There is no manual to broadcasting a game. Unlike going to work somewhere that has rules and regulations regarding how to make a sale, or input information into a spreadsheet, broadcasting a baseball game is an individual expression.
Thousands and thousands of games have been played over the past 80 years since games have been commonplace on the radio. Have all the broadcasts been good? Absolutely not. Are all broadcasters good, absolutely not.
Each broadcaster has a style that is as different as each game broadcasted. My “style”, I don’t know. Probably at times I talk about things that don’t make any sense, or become too critical of the play on the field. And to others, I’m probably too much of a homer. Just follow the twitter account of just about any professional broadcaster and there are far more people complaining than commending.
The past few days the Harrisburg Senators have not played very good baseball. They’ve pitched poorly, they’ve played poor defense, they’ve not hit, they’ve not hit with runners in scoring position, and for the past two games, they haven’t scored. This is not meant as a knock on the Senators. I know they are trying, I’m with them every day and I watch them work. No, rather, this is the ebb and flow of a 142 game season.

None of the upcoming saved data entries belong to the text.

//! Normalized error taxonomy shared by the pipeline, the retry policy, and callers.

// self
use crate::_prelude::*;

/// Crate-wide result type alias returning [`NormalizedError`] by default.
pub type Result<T, E = NormalizedError> = std::result::Result<T, E>;

/// Shared, cloneable error source kept behind a normalized error.
pub type SharedSource = Arc<dyn StdError + Send + Sync>;

/// Closed set of failure categories surfaced to callers.
#[derive(Clone, Copy, Debug, PartialEq, Eq, Hash, Serialize, Deserialize)]
#[serde(rename_all = "snake_case")]
pub enum ErrorKind {
	/// No response was received (connection refused, DNS failure, timeout).
	Network,
	/// Credential is missing, expired, or was rejected (401).
	Unauthorized,
	/// Credential lacks permission for the resource (403).
	Forbidden,
	/// Resource does not exist (404).
	NotFound,
	/// Server rejected the input (422).
	Validation,
	/// Server is throttling the caller (429).
	RateLimited,
	/// Upstream failure (5xx).
	ServerError,
	/// Any other non-success status (400, 408, 409, 410, ...).
	Http,
	/// Client-side construction, serialization, or storage fault.
	Internal,
}
impl ErrorKind {
	/// Maps an HTTP status code onto the taxonomy.
	pub const fn from_status(status: u16) -> Self {
		match status {
			401 => Self::Unauthorized,
			403 => Self::Forbidden,
			404 => Self::NotFound,
			422 => Self::Validation,
			429 => Self::RateLimited,
			500..=599 => Self::ServerError,
			_ => Self::Http,
		}
	}

	/// Returns a stable label suitable for span or metric fields.
	pub const fn as_str(self) -> &'static str {
		match self {
			Self::Network => "network",
			Self::Unauthorized => "unauthorized",
			Self::Forbidden => "forbidden",
			Self::NotFound => "not_found",
			Self::Validation => "validation",
			Self::RateLimited => "rate_limited",
			Self::ServerError => "server_error",
			Self::Http => "http",
			Self::Internal => "internal",
		}
	}

	/// Human-readable fallback message used when the server supplies none.
	pub const fn default_message(self) -> &'static str {
		match self {
			Self::Network => "network error, check connection",
			Self::Unauthorized => "session expired, please sign in again",
			Self::Forbidden => "you do not have permission to perform this action",
			Self::NotFound => "resource not found",
			Self::Validation => "validation failed",
			Self::RateLimited => "too many requests, please slow down",
			Self::ServerError => "server error, please try again later",
			Self::Http => "request failed",
			Self::Internal => "internal client error",
		}
	}
}
impl Display for ErrorKind {
	fn fmt(&self, f: &mut Formatter) -> FmtResult {
		f.write_str(self.as_str())
	}
}

/// Immutable, display-ready failure returned by every public operation.
///
/// Construct values through [`NormalizedError::new`] and the `with_*` helpers; the
/// [`ErrorNormalizer`](crate::normalize::ErrorNormalizer) is the usual producer.
#[derive(Clone, ThisError)]
#[error("{message}")]
pub struct NormalizedError {
	kind: ErrorKind,
	message: String,
	status: Option<u16>,
	code: Option<String>,
	details: Option<Value>,
	retry_after: Option<Duration>,
	#[source]
	source: Option<SharedSource>,
}
impl NormalizedError {
	/// Creates an error of the given kind with an explicit message.
	pub fn new(kind: ErrorKind, message: impl Into<String>) -> Self {
		Self {
			kind,
			message: message.into(),
			status: None,
			code: None,
			details: None,
			retry_after: None,
			source: None,
		}
	}

	/// Creates an error of the given kind using its default message.
	pub fn from_kind(kind: ErrorKind) -> Self {
		Self::new(kind, kind.default_message())
	}

	/// Shorthand for an [`ErrorKind::Internal`] error.
	pub fn internal(message: impl Into<String>) -> Self {
		Self::new(ErrorKind::Internal, message)
	}

	/// Shorthand for the [`ErrorKind::Network`] error with the standard message.
	pub fn network() -> Self {
		Self::from_kind(ErrorKind::Network)
	}

	/// Error surfaced when a credential refresh fails and the session is dropped.
	pub fn session_expired() -> Self {
		Self::from_kind(ErrorKind::Unauthorized).with_status(401)
	}

	/// Error surfaced to a `401` that arrives after an explicit sign-out.
	pub fn signed_out() -> Self {
		Self::new(ErrorKind::Unauthorized, "signed out, please sign in again").with_status(401)
	}

	/// Attaches the HTTP status code.
	pub fn with_status(mut self, status: u16) -> Self {
		self.status = Some(status);

		self
	}

	/// Attaches a machine-readable error code.
	pub fn with_code(mut self, code: impl Into<String>) -> Self {
		self.code = Some(code.into());

		self
	}

	/// Attaches opaque structured details (e.g. field errors).
	pub fn with_details(mut self, details: Value) -> Self {
		self.details = Some(details);

		self
	}

	/// Attaches the server-provided Retry-After hint.
	pub fn with_retry_after(mut self, retry_after: Duration) -> Self {
		self.retry_after = Some(retry_after);

		self
	}

	/// Attaches the underlying cause.
	pub fn with_source(mut self, source: impl 'static + Send + Sync + StdError) -> Self {
		self.source = Some(Arc::new(source));

		self
	}

	/// Failure category.
	pub fn kind(&self) -> ErrorKind {
		self.kind
	}

	/// Display-ready message.
	pub fn message(&self) -> &str {
		&self.message
	}

	/// HTTP status, when a response was received.
	pub fn status(&self) -> Option<u16> {
		self.status
	}

	/// Server-supplied error code, if any.
	pub fn code(&self) -> Option<&str> {
		self.code.as_deref()
	}

	/// Server-supplied details, if any.
	pub fn details(&self) -> Option<&Value> {
		self.details.as_ref()
	}

	/// Server-supplied Retry-After hint, if any.
	pub fn retry_after(&self) -> Option<Duration> {
		self.retry_after
	}

	/// Returns `true` when the failure means the credential was rejected.
	pub fn is_unauthorized(&self) -> bool {
		self.status == Some(401) || self.kind == ErrorKind::Unauthorized
	}
}
impl Debug for NormalizedError {
	fn fmt(&self, f: &mut Formatter) -> FmtResult {
		f.debug_struct("NormalizedError")
			.field("kind", &self.kind)
			.field("message", &self.message)
			.field("status", &self.status)
			.field("code", &self.code)
			.field("details", &self.details)
			.field("retry_after", &self.retry_after)
			.field("source", &self.source.as_ref().map(ToString::to_string))
			.finish()
	}
}
impl PartialEq for NormalizedError {
	fn eq(&self, other: &Self) -> bool {
		self.kind == other.kind
			&& self.message == other.message
			&& self.status == other.status
			&& self.code == other.code
			&& self.details == other.details
	}
}
impl From<serde_json::Error> for NormalizedError {
	fn from(e: serde_json::Error) -> Self {
		Self::internal(format!("Failed to serialize request body: {e}.")).with_source(e)
	}
}

/// Configuration and validation failures raised while building a client.
#[derive(Debug, ThisError)]
pub enum ConfigError {
	/// Base URL could not be parsed.
	#[error("Base URL is invalid.")]
	InvalidBaseUrl {
		/// Underlying parsing failure.
		#[source]
		source: url::ParseError,
	},
	/// Base URL uses a scheme other than http or https.
	#[error("Base URL must use http or https: {url}.")]
	UnsupportedScheme {
		/// Rejected URL.
		url: String,
	},
	/// Base URL cannot have relative paths joined onto it.
	#[error("Base URL cannot be used as a base: {url}.")]
	CannotBeABase {
		/// Rejected URL.
		url: String,
	},
	/// Default header name or value contains forbidden characters.
	#[error("Header `{name}` is invalid.")]
	InvalidHeader {
		/// Offending header name.
		name: String,
	},
	/// Request path cannot be joined onto the base URL.
	#[error("Path `{path}` cannot be joined onto the base URL.")]
	InvalidPath {
		/// Offending path.
		path: String,
		/// Underlying parsing failure.
		#[source]
		source: url::ParseError,
	},
	/// HTTP client could not be constructed.
	#[error("HTTP client could not be constructed.")]
	HttpClientBuild {
		/// Underlying transport builder failure.
		#[source]
		source: SharedSource,
	},
}
impl ConfigError {
	/// Wraps a transport's builder failure inside [`ConfigError`].
	pub fn http_client_build(src: impl 'static + Send + Sync + StdError) -> Self {
		Self::HttpClientBuild { source: Arc::new(src) }
	}
}
impl From<ConfigError> for NormalizedError {
	fn from(e: ConfigError) -> Self {
		Self::internal(e.to_string()).with_source(e)
	}
}
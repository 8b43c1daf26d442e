//! Persistence boundary for the current credential plus built-in store implementations.

pub mod file;
pub mod memory;

pub use file::FileTokenStore;
pub use memory::MemoryTokenStore;

// self
use crate::{_prelude::*, auth::Credential};

/// Boxed future returned by [`TokenStore`] operations.
pub type StoreFuture<'a, T> = Pin<Box<dyn Future<Output = Result<T, StoreError>> + 'a + Send>>;

/// Single-slot storage for the active credential.
///
/// Each call must be atomic with respect to the slot; the
/// [`AuthTokenManager`](crate::auth::AuthTokenManager) serializes writers.
pub trait TokenStore
where
	Self: Send + Sync,
{
	/// Reads the stored credential, if any.
	fn get(&self) -> StoreFuture<'_, Option<Credential>>;

	/// Replaces the stored credential.
	fn set(&self, credential: Credential) -> StoreFuture<'_, ()>;

	/// Removes the stored credential.
	fn clear(&self) -> StoreFuture<'_, ()>;
}

/// Error type produced by [`TokenStore`] implementations.
#[derive(Clone, Debug, PartialEq, Eq, Serialize, Deserialize, ThisError)]
pub enum StoreError {
	/// Serialization failures surfaced by the backend.
	#[error("Serialization error: {message}.")]
	Serialization {
		/// Human-readable error payload.
		message: String,
	},
	/// Backend-level failure for the storage engine.
	#[error("Backend failure: {message}.")]
	Backend {
		/// Human-readable error payload.
		message: String,
	},
}
impl From<StoreError> for NormalizedError {
	fn from(e: StoreError) -> Self {
		Self::internal(format!("Credential store failed: {e}")).with_source(e)
	}
}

Saturday night at home they fell 19-9 in a game that wasn’t that close. Sunday they were shut out 4-0 on four hits. Which brings us to last night.

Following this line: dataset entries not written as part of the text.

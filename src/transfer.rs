//! Streaming uploads and downloads layered on the request pipeline.
//!
//! Both directions reuse [`ApiClient::run`], so uploads and downloads get the same credential
//! handling, refresh hand-off, and retry policy as plain requests. A retried transfer starts
//! over: upload progress restarts from the first chunk and download sinks are reset through
//! [`DownloadSink::begin`].

// std
use std::{
	fs::{self, File},
	io::{self, Write},
	path::{Path, PathBuf},
};
// crates.io
use futures::StreamExt;
// self
use crate::{
	_prelude::*,
	client::{ApiClient, ApiResponse, Buffered, Consume, RequestBody, RequestDescriptor, RequestId},
	http::{HttpTransport, Method, TransportResponse},
	normalize::RawFailure,
	obs::{self, CallKind},
};

/// Progress callback receiving whole percentages in `1..=100`.
pub type ProgressFn = Arc<dyn Fn(u8) + Send + Sync>;

/// Size of each upload chunk handed to the transport.
pub const UPLOAD_CHUNK_SIZE: usize = 64 * 1024;

/// In-memory file payload for multipart uploads.
#[derive(Clone, Debug, PartialEq, Eq)]
pub struct UploadFile {
	/// File name sent in the part's `Content-Disposition`.
	pub file_name: String,
	/// MIME type of the part.
	pub content_type: String,
	/// File contents.
	pub bytes: Bytes,
}
impl UploadFile {
	/// Fallback MIME type.
	pub const DEFAULT_CONTENT_TYPE: &str = "application/octet-stream";

	/// Wraps `bytes` under `file_name` with the fallback MIME type.
	pub fn new(file_name: impl Into<String>, bytes: impl Into<Bytes>) -> Self {
		Self {
			file_name: file_name.into(),
			content_type: Self::DEFAULT_CONTENT_TYPE.into(),
			bytes: bytes.into(),
		}
	}

	/// Overrides the MIME type.
	pub fn with_content_type(mut self, content_type: impl Into<String>) -> Self {
		self.content_type = content_type.into();

		self
	}

	/// Reads a file from disk, naming the part after the file.
	pub fn from_path(path: impl AsRef<Path>) -> io::Result<Self> {
		let path = path.as_ref();
		let file_name = path
			.file_name()
			.map(|name| name.to_string_lossy().into_owned())
			.unwrap_or_else(|| "file".into());

		Ok(Self::new(file_name, fs::read(path)?))
	}

	/// Payload length in bytes.
	pub fn len(&self) -> u64 {
		u64::try_from(self.bytes.len()).unwrap_or(u64::MAX)
	}

	/// Returns `true` for an empty payload.
	pub fn is_empty(&self) -> bool {
		self.bytes.is_empty()
	}
}

/// Multipart form with one file part plus optional text fields.
#[derive(Clone)]
pub struct MultipartUpload {
	/// Form field carrying the file.
	pub field_name: String,
	/// File part.
	pub file: UploadFile,
	/// Extra text fields, sent before the file part.
	pub fields: Vec<(String, String)>,
	/// Optional progress callback.
	pub progress: Option<ProgressFn>,
}
impl MultipartUpload {
	/// Default form field for the file part.
	pub const DEFAULT_FIELD_NAME: &str = "file";

	/// Creates an upload of `file` under the default field name.
	pub fn new(file: UploadFile) -> Self {
		Self {
			field_name: Self::DEFAULT_FIELD_NAME.into(),
			file,
			fields: Vec::new(),
			progress: None,
		}
	}

	/// Adds a text field.
	pub fn field(mut self, name: impl Into<String>, value: impl Into<String>) -> Self {
		self.fields.push((name.into(), value.into()));

		self
	}

	/// Installs a progress callback.
	pub fn on_progress(mut self, progress: ProgressFn) -> Self {
		self.progress = Some(progress);

		self
	}

	/// Splits the file into transport chunks, reporting progress as each chunk is taken.
	///
	/// Percentages are reported only when they increase and always end at 100, including for
	/// an empty file. Each call starts a fresh pass.
	pub fn chunks(&self) -> UploadChunks {
		UploadChunks {
			bytes: self.file.bytes.clone(),
			offset: 0,
			reported: 0,
			progress: self.progress.clone(),
		}
	}
}
impl Debug for MultipartUpload {
	fn fmt(&self, f: &mut Formatter) -> FmtResult {
		f.debug_struct("MultipartUpload")
			.field("field_name", &self.field_name)
			.field("file_name", &self.file.file_name)
			.field("len", &self.file.len())
			.field("fields", &self.fields)
			.field("progress", &self.progress.is_some())
			.finish()
	}
}

/// Iterator returned by [`MultipartUpload::chunks`].
pub struct UploadChunks {
	bytes: Bytes,
	offset: usize,
	reported: u8,
	progress: Option<ProgressFn>,
}
impl UploadChunks {
	fn report(&mut self, percent: u8) {
		if percent <= self.reported {
			return;
		}

		self.reported = percent;

		if let Some(progress) = &self.progress {
			progress(percent);
		}
	}
}
impl Iterator for UploadChunks {
	type Item = Bytes;

	fn next(&mut self) -> Option<Self::Item> {
		let total = self.bytes.len();

		if self.offset >= total {
			self.report(100);

			return None;
		}

		let end = (self.offset + UPLOAD_CHUNK_SIZE).min(total);
		let chunk = self.bytes.slice(self.offset..end);

		self.offset = end;
		self.report(percent(end as u64, total as u64));

		Some(chunk)
	}
}
impl Debug for UploadChunks {
	fn fmt(&self, f: &mut Formatter) -> FmtResult {
		f.debug_struct("UploadChunks")
			.field("offset", &self.offset)
			.field("len", &self.bytes.len())
			.field("reported", &self.reported)
			.finish()
	}
}

/// Destination for a streamed download.
pub trait DownloadSink
where
	Self: Send,
{
	/// Starts (or restarts, after a retry) a transfer; discards anything written before.
	fn begin(&mut self, expected_len: Option<u64>) -> io::Result<()>;

	/// Appends one body chunk.
	fn write(&mut self, chunk: &[u8]) -> io::Result<()>;

	/// Completes the transfer once the whole body was written.
	fn finish(&mut self) -> io::Result<()>;
}

/// Collects the body in memory.
#[derive(Clone, Debug, Default)]
pub struct BufferSink {
	buf: Vec<u8>,
}
impl BufferSink {
	/// Consumes the sink, returning the collected body.
	pub fn into_bytes(self) -> Bytes {
		Bytes::from(self.buf)
	}
}
impl DownloadSink for BufferSink {
	fn begin(&mut self, expected_len: Option<u64>) -> io::Result<()> {
		self.buf.clear();

		if let Some(len) = expected_len.and_then(|len| usize::try_from(len).ok()) {
			self.buf.reserve(len);
		}

		Ok(())
	}

	fn write(&mut self, chunk: &[u8]) -> io::Result<()> {
		self.buf.extend_from_slice(chunk);

		Ok(())
	}

	fn finish(&mut self) -> io::Result<()> {
		Ok(())
	}
}

/// Writes the body to `<dest>.part` and renames it onto `dest` once complete.
#[derive(Debug)]
pub struct FileSink {
	dest: PathBuf,
	partial: PathBuf,
	file: Option<File>,
}
impl FileSink {
	/// Creates a sink targeting `dest`.
	pub fn new(dest: impl Into<PathBuf>) -> Self {
		let dest = dest.into();
		let mut partial = dest.clone().into_os_string();

		partial.push(".part");

		Self { dest, partial: partial.into(), file: None }
	}

	/// Final destination path.
	pub fn dest(&self) -> &Path {
		&self.dest
	}

	/// Removes a partially written body.
	pub fn discard(&mut self) {
		self.file = None;

		let _ = fs::remove_file(&self.partial);
	}
}
impl DownloadSink for FileSink {
	fn begin(&mut self, _expected_len: Option<u64>) -> io::Result<()> {
		if let Some(parent) = self.dest.parent()
			&& !parent.as_os_str().is_empty()
		{
			fs::create_dir_all(parent)?;
		}

		self.file = Some(File::create(&self.partial)?);

		Ok(())
	}

	fn write(&mut self, chunk: &[u8]) -> io::Result<()> {
		match &mut self.file {
			Some(file) => file.write_all(chunk),
			None => Err(io::Error::other("Download sink was written before it began.")),
		}
	}

	fn finish(&mut self) -> io::Result<()> {
		let Some(mut file) = self.file.take() else {
			return Err(io::Error::other("Download sink finished before it began."));
		};

		file.flush()?;
		file.sync_all()?;

		drop(file);

		fs::rename(&self.partial, &self.dest)
	}
}

/// Summary of a completed download.
#[derive(Clone, Debug, PartialEq, Eq)]
pub struct DownloadReport {
	/// Status of the successful response.
	pub status: u16,
	/// Bytes handed to the sink.
	pub bytes_written: u64,
	/// Identifier of the dispatch that produced the body.
	pub request_id: RequestId,
	/// Response `Content-Type`, when sent.
	pub content_type: Option<String>,
}

impl<T> ApiClient<T>
where
	T: ?Sized + HttpTransport,
{
	/// Uploads `file` as multipart form field `file`, plus `extra_fields` as text fields.
	pub async fn upload<I, K, V>(
		&self,
		path: impl Into<String>,
		file: UploadFile,
		on_progress: Option<ProgressFn>,
		extra_fields: I,
	) -> Result<ApiResponse>
	where
		I: IntoIterator<Item = (K, V)>,
		K: Into<String>,
		V: Into<String>,
	{
		let mut upload = MultipartUpload::new(file);

		upload.progress = on_progress;

		for (name, value) in extra_fields {
			upload = upload.field(name, value);
		}

		self.upload_multipart(path, upload).await
	}

	/// Uploads a prepared multipart form with `POST`.
	pub async fn upload_multipart(
		&self,
		path: impl Into<String>,
		upload: MultipartUpload,
	) -> Result<ApiResponse> {
		let kind = CallKind::Upload;
		let descriptor =
			RequestDescriptor::new(Method::Post, path).body(RequestBody::Multipart(upload));

		obs::observe_call(kind, descriptor.method, &descriptor.path, async {
			self.run(&descriptor, kind, self.config.transfer_timeout, &mut Buffered).await
		})
		.await
	}

	/// Streams `GET path` into `sink`.
	pub async fn download<S>(&self, path: impl Into<String>, sink: &mut S) -> Result<DownloadReport>
	where
		S: ?Sized + DownloadSink,
	{
		self.download_request(RequestDescriptor::get(path), sink, None).await
	}

	/// Streams `GET path` into `sink`, reporting progress when the length is known.
	pub async fn download_with_progress<S>(
		&self,
		path: impl Into<String>,
		sink: &mut S,
		progress: ProgressFn,
	) -> Result<DownloadReport>
	where
		S: ?Sized + DownloadSink,
	{
		self.download_request(RequestDescriptor::get(path), sink, Some(progress)).await
	}

	/// Streams `GET path` into the file `filename`, leaving no partial file behind on failure.
	pub async fn download_to_file(
		&self,
		path: impl Into<String>,
		filename: impl Into<PathBuf>,
	) -> Result<DownloadReport> {
		let mut sink = FileSink::new(filename);
		let result = self.download(path, &mut sink).await;

		if result.is_err() {
			sink.discard();
		}

		result
	}

	/// Streams the response to an arbitrary descriptor into `sink`.
	pub async fn download_request<S>(
		&self,
		descriptor: RequestDescriptor,
		sink: &mut S,
		progress: Option<ProgressFn>,
	) -> Result<DownloadReport>
	where
		S: ?Sized + DownloadSink,
	{
		let kind = CallKind::Download;
		let descriptor = if descriptor.headers.contains_key("accept") {
			descriptor
		} else {
			descriptor.header("accept", "*/*")
		};
		let mut consumer = SinkConsumer { sink, progress };

		obs::observe_call(kind, descriptor.method, &descriptor.path, async {
			self.run(&descriptor, kind, self.config.transfer_timeout, &mut consumer).await
		})
		.await
	}
}

struct SinkConsumer<'s, S>
where
	S: ?Sized + DownloadSink,
{
	sink: &'s mut S,
	progress: Option<ProgressFn>,
}
impl<S> Consume for SinkConsumer<'_, S>
where
	S: ?Sized + DownloadSink,
{
	type Output = DownloadReport;

	fn consume(
		&mut self,
		response: TransportResponse,
		request_id: &RequestId,
	) -> impl Future<Output = Result<Self::Output, RawFailure>> + Send {
		async move {
			let TransportResponse { status, headers, mut body } = response;
			let expected = headers
				.get("content-length")
				.and_then(|raw| raw.trim().parse::<u64>().ok())
				.filter(|len| *len > 0);
			let mut written = 0_u64;
			let mut reported = 0_u8;

			self.sink.begin(expected).map_err(sink_failure)?;

			while let Some(chunk) = body.next().await {
				let chunk = chunk?;

				self.sink.write(&chunk).map_err(sink_failure)?;

				written += chunk.len() as u64;

				if let (Some(progress), Some(total)) = (&self.progress, expected) {
					let percent = percent(written, total);

					if percent > reported {
						reported = percent;

						progress(percent);
					}
				}
			}

			self.sink.finish().map_err(sink_failure)?;

			Ok(DownloadReport {
				status,
				bytes_written: written,
				request_id: request_id.clone(),
				content_type: headers.get("content-type").cloned(),
			})
		}
	}
}

fn percent(done: u64, total: u64) -> u8 {
	if total == 0 {
		return 100;
	}

	u8::try_from(done.saturating_mul(100) / total).unwrap_or(100).min(100)
}

fn sink_failure(e: io::Error) -> RawFailure {
	RawFailure::Build {
		message: "Download destination rejected the response body.".into(),
		source: Some(Arc::new(e)),
	}
}

#[cfg(test)]
mod tests {
	// self
	use super::*;

	fn recorder() -> (ProgressFn, Arc<Mutex<Vec<u8>>>) {
		let seen = Arc::new(Mutex::new(Vec::new()));
		let sink = seen.clone();

		(Arc::new(move |percent| sink.lock().push(percent)), seen)
	}

	#[test]
	fn chunks_report_strictly_increasing_progress() {
		let (progress, seen) = recorder();
		let upload = MultipartUpload::new(UploadFile::new("big.bin", vec![7_u8; 5 * 1024 * 1024]))
			.on_progress(progress);
		let total: usize = upload.chunks().map(|chunk| chunk.len()).sum();
		let seen = seen.lock().clone();

		assert_eq!(total, 5 * 1024 * 1024);
		assert!(seen.first().is_some_and(|first| *first > 0));
		assert_eq!(seen.last(), Some(&100));
		assert!(seen.windows(2).all(|pair| pair[0] < pair[1]));
	}

	#[test]
	fn each_pass_restarts_progress_and_empty_files_finish() {
		let (progress, seen) = recorder();
		let upload = MultipartUpload::new(UploadFile::new("a.txt", "abc")).on_progress(progress);

		assert_eq!(upload.chunks().count(), 1);
		assert_eq!(upload.chunks().count(), 1);
		assert_eq!(*seen.lock(), vec![100, 100]);

		let (progress, seen) = recorder();
		let empty = MultipartUpload::new(UploadFile::new("empty", Bytes::new())).on_progress(progress);

		assert_eq!(empty.chunks().count(), 0);
		assert_eq!(*seen.lock(), vec![100]);
	}

	#[test]
	fn file_sink_renames_on_finish() {
		let dir = std::env::temp_dir().join(format!("api_courier_sink_{}", std::process::id()));
		let dest = dir.join("report.csv");
		let mut sink = FileSink::new(&dest);

		sink.begin(Some(4)).expect("Sink should open.");
		sink.write(b"a,b\n").expect("Sink should accept bytes.");

		assert!(!dest.exists());

		sink.finish().expect("Sink should finish.");

		assert_eq!(fs::read(&dest).expect("Destination should exist."), b"a,b\n");
		assert!(!dir.join("report.csv.part").exists());

		let _ = fs::remove_dir_all(&dir);
	}

	#[test]
	fn buffer_sink_resets_on_begin() {
		let mut sink = BufferSink::default();

		sink.begin(None).expect("Begin should succeed.");
		sink.write(b"stale").expect("Write should succeed.");
		sink.begin(Some(3)).expect("Restart should succeed.");
		sink.write(b"new").expect("Write should succeed.");
		sink.finish().expect("Finish should succeed.");

		assert_eq!(sink.into_bytes().as_ref(), b"new");
	}

	#[test]
	fn percent_is_clamped() {
		assert_eq!(percent(0, 0), 100);
		assert_eq!(percent(50, 200), 25);
		assert_eq!(percent(300, 200), 100);
	}
}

If you tuned into the broadcast at any point past the fifth inning you might have heard me talking about The World Book Enclyclopedia and the part of the book that dealt with the human body and the overlays. Or maybe you would have heard me talking about Apollo 11 and seeing the capsule on a national tour. Or maybe you would have heard me talk about the football stadium that baseball was played in for three seasons in Sacramento in the mid-1970s.
But no matter where my thoughts were taking me, a pitch wasn’t missed, each play was called, and the integrity of the game wasn’t compromised.
So you wonder why I would talk about nonsense? Well here’s why, because after scoring two unearned runs in the second inning, Portland scored nine runs in the fourth and sentfourteen batters to the plate. And the net result was that the Senators were shut out for a second straight game.
So instead of complaining about how bad they are currently playing, or ripping players for bad at bats, or over-analyzing a game that had a two touchdown difference, I opted for fun and nonsensical.
A listener wasn’t happy. Maybe more listeners weren’t happy, only one voiced their displeasure.
That’s okay. When I moved from the so-called “real” world into the world of broadcasting professionally in 2002, I knew people would be more likely to complain than commend, it comes with the territory.
Nearly every sports fan thinks they could be better than Joe Buck or Tim McCarver. There are people that couldn’t stand Ernie Harwell and people in southern California that won’t tune into Vin Scully. I am certainly not remotely close as any of the aforementioned broadcasters, just making a point.
Two or three weeks ago the Senators were involved in a blowout on the losing end and I had a listener email me the next day and say that my stories that day kept them listening, that the game was bad, but that the stories were funny and enjoyable.
I don’t know how much longer I will broadcast games on the radio, but I know that however long I do it and wherever I work doing it, fans will know I’m passionate about the team and that I care. Am I the best, most professional broadcaster around, heck no, I know that. However, if you listen enough you might find you enjoy the nonsensical.